En otros tiempos los estruendosos disparos se cebaban con las víctimas para imponer la típica revolución bananera que empobrece la dignidad humana, siendo ahora efectiva la aceptación de la premisa democrática para alcanzar sigilosamente los mismos objetivos. Si cuela el mensaje populista, se legitima la revolución electoralista que otros consiguieron otrora por la fuerza.
El populismo es la misma lacra que siempre ha surgido ante el menor atisbo de debilitamiento en un sistema establecido, como el virus que ataca un cuerpo cuando éste se encuentra bajo de defensas. El inicio de la enfermedad española sigue apuntando a ese 11-M que se ha pretendido enterrar, cuando es imprescindible para entender los drásticos cambios que se han padecido de manera nada casual.

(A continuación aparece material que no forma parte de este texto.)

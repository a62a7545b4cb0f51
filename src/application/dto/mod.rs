//! Data Transfer Objects - For API boundaries
//!
//! DTOs live in the application layer so the host bridge can serialize
//! pass reports and requests without reaching into services.

pub mod reconcile;

pub use reconcile::*;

Se está alimentando un estrambótico germen que puede ser muy perjudicial en los próximos años. No prestar atención a este virus mutable puede ser letal para nuestras cuatro décadas de convivencias en libertad. Las dictaduras surgen del aglutinamiento de la idea en el subconsciente colectivo de un pueblo aborregado mediante la consigna política. Vamos camino de ello. La demagogia es a la democracia como la manipulación al totalitarismo, lastres de profundo carácter desintegrador, ambas parejamente destructivas por las inesperadas consecuencias que pretende la imposición ideológica al precio de lo que sea. No hay límites para el demagogo que logra socavar la inteligencia de un pueblo que sucumbe a la mentira y no hay peor dictadura que la consentida en las urnas y que justifica la destrucción de un pueblo por la voluntad de los ciudadanos.
El modus operandi revolucionario ha cambiado pero no el trasfondo de la intención. Antaño arengaban a las personas para que, enardecidas de ánimo pluralista, se lanzaran a las calles blandiendo puñales con el fin de imponer un régimen; hoy en día aquella violencia se ha convertido en una disimulada aceptación de los requisitos de la democracia para acabar con ella mediante el método de la implosión. Actualmente las antiguas luchas armadas se libran en las urnas, aprovechando el declive de un sistema desgastado. El objetivo es la disposición totalitaria, usando los instrumentos de la libertad para delimitarla de manera consentida.
Si un virus no se ataja, los daños terminan por convertirse en irreversibles. El problema español es que no hay médicos que puedan tratar esta transmutación virulenta siendo los mismos afectados los que pueden erradicar, por la prudencia del voto, los males que se avecinan. Mal asunto porque electoralmente, será por ignorancia o revanchismo absurdo de unos cuantos, la España pacífica de la Transición podría tender inevitablemente hacia el suicidio.